━━━━━ Records supplied

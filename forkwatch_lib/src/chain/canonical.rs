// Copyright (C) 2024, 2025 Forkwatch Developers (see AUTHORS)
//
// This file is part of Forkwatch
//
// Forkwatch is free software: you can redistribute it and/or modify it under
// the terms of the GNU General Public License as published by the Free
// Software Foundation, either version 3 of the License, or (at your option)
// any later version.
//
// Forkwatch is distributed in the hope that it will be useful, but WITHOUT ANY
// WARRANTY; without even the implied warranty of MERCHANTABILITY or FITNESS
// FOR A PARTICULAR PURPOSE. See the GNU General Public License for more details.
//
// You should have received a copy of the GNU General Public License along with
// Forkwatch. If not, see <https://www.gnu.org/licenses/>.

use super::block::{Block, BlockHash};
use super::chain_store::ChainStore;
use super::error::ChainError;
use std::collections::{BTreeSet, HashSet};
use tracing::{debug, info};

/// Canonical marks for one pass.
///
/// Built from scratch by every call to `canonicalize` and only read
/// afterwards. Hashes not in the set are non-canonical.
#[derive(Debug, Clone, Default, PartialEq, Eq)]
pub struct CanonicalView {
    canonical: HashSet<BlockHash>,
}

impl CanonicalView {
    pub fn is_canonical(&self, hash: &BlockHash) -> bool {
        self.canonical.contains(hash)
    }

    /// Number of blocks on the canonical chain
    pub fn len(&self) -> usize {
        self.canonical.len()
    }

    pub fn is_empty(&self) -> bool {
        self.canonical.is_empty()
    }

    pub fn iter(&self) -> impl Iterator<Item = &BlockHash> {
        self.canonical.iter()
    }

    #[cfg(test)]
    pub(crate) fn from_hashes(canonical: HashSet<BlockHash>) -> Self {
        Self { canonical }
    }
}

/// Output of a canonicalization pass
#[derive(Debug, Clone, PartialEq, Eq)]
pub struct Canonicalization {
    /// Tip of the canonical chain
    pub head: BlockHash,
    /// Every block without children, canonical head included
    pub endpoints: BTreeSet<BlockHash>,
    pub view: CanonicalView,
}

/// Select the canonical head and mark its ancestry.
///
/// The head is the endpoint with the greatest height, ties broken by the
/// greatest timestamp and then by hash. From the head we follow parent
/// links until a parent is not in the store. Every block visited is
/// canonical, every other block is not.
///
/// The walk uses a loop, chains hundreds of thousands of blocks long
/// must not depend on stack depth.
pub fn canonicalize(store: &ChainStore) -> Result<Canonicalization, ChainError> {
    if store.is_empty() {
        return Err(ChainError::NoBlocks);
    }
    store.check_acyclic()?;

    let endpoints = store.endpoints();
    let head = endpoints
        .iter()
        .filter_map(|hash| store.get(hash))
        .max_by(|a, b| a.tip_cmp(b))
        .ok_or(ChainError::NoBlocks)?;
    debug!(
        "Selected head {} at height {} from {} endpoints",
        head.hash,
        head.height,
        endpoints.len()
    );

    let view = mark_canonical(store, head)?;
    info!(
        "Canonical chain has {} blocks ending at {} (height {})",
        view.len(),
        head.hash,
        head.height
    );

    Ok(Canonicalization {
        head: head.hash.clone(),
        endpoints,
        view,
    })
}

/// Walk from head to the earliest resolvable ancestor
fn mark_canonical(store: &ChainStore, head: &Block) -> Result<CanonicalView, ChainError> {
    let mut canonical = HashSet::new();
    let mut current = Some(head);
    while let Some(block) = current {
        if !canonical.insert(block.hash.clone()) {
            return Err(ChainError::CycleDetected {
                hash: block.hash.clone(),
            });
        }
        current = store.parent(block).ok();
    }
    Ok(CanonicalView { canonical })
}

━━━━━━━━━━
━━━━━ Records supplied

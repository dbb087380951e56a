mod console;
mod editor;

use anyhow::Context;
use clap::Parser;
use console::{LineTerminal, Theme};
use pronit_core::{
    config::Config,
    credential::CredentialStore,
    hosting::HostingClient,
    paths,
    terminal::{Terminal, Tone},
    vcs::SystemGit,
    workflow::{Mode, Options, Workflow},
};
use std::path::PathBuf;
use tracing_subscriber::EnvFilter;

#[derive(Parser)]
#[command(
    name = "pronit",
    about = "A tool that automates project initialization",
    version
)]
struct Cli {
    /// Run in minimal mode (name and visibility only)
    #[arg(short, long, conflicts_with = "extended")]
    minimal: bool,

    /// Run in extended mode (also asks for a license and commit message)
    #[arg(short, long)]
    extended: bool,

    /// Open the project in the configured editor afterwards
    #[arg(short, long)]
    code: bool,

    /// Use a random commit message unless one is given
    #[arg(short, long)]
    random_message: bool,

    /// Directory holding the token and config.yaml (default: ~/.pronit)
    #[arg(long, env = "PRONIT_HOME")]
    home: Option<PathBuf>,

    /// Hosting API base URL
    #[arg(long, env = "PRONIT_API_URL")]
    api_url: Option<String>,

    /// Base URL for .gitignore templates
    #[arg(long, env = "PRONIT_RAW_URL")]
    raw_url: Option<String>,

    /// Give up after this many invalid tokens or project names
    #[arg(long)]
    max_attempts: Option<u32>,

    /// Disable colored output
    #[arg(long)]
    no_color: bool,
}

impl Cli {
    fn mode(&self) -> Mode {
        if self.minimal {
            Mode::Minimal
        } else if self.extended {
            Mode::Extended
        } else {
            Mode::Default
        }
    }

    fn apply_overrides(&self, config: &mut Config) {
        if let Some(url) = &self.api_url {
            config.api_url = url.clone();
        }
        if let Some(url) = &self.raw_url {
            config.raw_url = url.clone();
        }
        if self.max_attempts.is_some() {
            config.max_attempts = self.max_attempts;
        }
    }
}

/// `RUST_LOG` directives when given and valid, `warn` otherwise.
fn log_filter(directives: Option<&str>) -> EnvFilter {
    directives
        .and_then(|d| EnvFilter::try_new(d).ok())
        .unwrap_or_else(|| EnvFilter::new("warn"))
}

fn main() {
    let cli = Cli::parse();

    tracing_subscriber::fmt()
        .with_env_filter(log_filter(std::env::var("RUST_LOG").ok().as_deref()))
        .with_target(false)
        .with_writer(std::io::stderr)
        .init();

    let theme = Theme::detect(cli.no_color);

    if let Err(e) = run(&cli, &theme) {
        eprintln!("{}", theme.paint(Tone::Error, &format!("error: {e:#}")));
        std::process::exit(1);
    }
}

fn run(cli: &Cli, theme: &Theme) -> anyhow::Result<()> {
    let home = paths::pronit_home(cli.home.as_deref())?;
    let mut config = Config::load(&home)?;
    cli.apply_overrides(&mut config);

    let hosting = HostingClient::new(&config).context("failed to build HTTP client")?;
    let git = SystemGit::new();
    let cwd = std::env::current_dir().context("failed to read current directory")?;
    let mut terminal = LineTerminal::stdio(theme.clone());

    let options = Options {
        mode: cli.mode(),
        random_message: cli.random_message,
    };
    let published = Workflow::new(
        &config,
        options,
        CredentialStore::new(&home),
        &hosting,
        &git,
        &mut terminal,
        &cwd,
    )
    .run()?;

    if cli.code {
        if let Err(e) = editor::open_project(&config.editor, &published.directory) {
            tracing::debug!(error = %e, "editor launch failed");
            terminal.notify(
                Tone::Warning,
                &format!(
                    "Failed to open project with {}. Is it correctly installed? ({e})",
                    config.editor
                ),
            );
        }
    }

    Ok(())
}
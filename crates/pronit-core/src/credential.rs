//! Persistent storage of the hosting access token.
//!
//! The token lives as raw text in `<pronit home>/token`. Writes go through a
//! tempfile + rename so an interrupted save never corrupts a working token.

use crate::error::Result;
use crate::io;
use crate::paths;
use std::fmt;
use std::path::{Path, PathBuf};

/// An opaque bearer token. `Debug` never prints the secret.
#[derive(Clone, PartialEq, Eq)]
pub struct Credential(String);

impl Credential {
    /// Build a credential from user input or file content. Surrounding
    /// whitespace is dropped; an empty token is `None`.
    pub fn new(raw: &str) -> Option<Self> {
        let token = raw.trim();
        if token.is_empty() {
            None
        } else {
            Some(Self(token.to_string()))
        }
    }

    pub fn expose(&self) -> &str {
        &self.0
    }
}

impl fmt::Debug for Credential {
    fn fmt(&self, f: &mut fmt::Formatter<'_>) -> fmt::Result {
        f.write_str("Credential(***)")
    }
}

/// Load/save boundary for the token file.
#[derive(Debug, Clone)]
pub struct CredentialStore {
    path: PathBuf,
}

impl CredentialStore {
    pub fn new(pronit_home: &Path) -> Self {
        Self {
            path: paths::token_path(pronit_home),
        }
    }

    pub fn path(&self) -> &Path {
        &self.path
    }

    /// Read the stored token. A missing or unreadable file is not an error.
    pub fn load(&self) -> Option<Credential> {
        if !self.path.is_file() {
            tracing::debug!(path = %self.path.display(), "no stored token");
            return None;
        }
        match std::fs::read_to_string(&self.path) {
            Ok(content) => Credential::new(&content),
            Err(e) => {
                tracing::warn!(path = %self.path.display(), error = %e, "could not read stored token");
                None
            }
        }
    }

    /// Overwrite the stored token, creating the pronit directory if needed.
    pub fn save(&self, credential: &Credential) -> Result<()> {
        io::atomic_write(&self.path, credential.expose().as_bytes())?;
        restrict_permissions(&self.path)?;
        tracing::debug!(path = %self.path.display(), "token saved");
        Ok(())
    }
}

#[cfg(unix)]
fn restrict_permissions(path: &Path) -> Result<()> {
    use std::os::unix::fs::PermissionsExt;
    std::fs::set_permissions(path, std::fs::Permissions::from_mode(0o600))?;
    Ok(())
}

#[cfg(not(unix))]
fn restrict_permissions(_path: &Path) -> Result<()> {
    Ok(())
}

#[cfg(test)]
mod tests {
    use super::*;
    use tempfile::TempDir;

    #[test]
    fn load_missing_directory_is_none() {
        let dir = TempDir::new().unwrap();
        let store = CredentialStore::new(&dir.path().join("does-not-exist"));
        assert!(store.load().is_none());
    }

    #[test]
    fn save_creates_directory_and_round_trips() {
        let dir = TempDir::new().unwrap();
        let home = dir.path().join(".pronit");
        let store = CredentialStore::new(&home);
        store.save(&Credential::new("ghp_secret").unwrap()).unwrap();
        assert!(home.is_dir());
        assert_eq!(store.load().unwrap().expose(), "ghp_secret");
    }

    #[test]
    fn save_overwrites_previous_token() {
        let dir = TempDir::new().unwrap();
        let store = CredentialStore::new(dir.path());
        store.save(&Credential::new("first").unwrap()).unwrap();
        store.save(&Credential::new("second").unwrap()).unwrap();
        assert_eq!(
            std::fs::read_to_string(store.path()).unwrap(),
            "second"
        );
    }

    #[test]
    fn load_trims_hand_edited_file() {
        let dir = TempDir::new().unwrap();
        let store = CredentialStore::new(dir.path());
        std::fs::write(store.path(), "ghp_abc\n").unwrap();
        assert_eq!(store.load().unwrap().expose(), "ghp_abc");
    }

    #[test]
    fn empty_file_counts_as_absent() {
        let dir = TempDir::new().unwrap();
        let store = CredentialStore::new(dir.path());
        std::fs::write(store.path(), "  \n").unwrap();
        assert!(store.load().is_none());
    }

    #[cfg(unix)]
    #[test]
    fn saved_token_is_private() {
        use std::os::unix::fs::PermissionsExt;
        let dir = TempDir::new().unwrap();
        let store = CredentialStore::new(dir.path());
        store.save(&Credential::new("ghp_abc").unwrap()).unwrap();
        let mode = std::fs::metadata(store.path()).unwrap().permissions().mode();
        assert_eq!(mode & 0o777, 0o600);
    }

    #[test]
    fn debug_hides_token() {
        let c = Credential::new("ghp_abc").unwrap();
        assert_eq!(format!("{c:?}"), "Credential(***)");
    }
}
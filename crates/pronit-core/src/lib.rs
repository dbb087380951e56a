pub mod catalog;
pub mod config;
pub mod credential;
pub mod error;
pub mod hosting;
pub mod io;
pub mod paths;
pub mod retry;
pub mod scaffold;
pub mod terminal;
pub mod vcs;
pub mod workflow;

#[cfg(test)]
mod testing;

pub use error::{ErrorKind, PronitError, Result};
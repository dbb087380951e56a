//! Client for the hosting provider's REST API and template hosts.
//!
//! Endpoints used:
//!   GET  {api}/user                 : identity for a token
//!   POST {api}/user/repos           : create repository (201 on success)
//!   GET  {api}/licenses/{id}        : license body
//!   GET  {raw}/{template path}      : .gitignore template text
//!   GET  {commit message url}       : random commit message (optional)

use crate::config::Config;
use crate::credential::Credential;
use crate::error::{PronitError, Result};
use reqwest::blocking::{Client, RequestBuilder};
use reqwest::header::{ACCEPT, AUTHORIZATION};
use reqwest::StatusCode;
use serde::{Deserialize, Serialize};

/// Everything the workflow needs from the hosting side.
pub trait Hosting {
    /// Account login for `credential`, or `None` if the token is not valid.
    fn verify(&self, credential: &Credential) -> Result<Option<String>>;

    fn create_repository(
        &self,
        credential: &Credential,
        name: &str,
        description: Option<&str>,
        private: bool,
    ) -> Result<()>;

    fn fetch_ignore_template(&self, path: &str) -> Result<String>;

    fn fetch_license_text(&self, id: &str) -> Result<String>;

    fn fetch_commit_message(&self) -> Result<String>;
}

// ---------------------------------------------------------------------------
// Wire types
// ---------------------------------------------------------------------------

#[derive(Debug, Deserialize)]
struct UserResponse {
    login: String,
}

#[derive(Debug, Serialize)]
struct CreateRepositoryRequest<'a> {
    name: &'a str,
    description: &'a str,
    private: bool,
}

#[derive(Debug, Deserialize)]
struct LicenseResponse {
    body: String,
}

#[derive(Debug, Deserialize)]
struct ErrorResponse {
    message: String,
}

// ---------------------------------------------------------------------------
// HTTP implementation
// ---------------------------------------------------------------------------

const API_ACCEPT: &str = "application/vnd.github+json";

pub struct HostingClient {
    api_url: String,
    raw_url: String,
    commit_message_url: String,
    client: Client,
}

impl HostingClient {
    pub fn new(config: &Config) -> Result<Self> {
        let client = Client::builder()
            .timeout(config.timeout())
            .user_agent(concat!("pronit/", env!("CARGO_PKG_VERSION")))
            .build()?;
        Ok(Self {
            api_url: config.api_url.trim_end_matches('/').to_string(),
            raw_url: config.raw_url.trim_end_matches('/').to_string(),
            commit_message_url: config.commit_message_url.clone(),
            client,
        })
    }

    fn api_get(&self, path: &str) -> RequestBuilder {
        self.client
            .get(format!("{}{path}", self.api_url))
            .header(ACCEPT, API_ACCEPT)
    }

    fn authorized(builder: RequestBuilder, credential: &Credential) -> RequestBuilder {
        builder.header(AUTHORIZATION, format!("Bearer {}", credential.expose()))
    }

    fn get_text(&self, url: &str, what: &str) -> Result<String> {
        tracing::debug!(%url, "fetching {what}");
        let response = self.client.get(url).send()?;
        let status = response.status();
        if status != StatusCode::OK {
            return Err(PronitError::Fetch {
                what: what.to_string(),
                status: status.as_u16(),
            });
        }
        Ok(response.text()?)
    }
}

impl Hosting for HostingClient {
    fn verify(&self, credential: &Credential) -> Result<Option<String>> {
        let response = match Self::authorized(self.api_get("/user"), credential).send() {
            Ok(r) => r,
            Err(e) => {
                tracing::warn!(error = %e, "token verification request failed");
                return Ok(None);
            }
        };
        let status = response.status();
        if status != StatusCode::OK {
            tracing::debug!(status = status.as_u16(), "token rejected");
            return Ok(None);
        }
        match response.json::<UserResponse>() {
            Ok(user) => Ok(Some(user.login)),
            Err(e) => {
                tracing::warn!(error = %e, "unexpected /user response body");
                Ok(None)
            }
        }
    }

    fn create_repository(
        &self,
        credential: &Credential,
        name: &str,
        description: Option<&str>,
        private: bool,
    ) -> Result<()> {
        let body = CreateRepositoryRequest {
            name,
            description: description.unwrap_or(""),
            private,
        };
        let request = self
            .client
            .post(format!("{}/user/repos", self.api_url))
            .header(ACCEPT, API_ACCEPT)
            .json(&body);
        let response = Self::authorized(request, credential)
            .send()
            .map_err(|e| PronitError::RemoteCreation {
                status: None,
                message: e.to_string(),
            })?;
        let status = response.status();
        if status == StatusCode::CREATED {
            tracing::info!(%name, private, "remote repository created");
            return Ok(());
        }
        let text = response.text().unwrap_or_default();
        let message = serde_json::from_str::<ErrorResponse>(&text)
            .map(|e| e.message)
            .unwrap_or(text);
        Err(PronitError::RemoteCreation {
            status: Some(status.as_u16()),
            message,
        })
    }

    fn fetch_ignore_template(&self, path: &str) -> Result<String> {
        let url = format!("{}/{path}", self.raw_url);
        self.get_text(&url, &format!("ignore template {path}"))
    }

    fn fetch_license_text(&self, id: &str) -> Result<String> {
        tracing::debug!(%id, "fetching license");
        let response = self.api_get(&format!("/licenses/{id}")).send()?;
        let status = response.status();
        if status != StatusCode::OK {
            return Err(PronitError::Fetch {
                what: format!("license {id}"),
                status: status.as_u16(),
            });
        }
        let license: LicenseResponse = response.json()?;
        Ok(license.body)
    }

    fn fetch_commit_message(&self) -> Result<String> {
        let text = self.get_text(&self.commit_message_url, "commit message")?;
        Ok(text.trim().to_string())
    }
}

━━━━━━━━━━

**Brief:** Both end lines included, restate word for word the lines above from the line with "tracing::warn!(path = %self.path.display(), error" to the line with "pub fn save(&self, credential: &Credential)", and nothing else.

**Your solution:**
                tracing::warn!(path = %self.path.display(), error = %e, "could not read stored token");
                None
            }
        }
    }

    /// Overwrite the stored token, creating the pronit directory if needed.
    pub fn save(&self, credential: &Credential) -> Result<()> {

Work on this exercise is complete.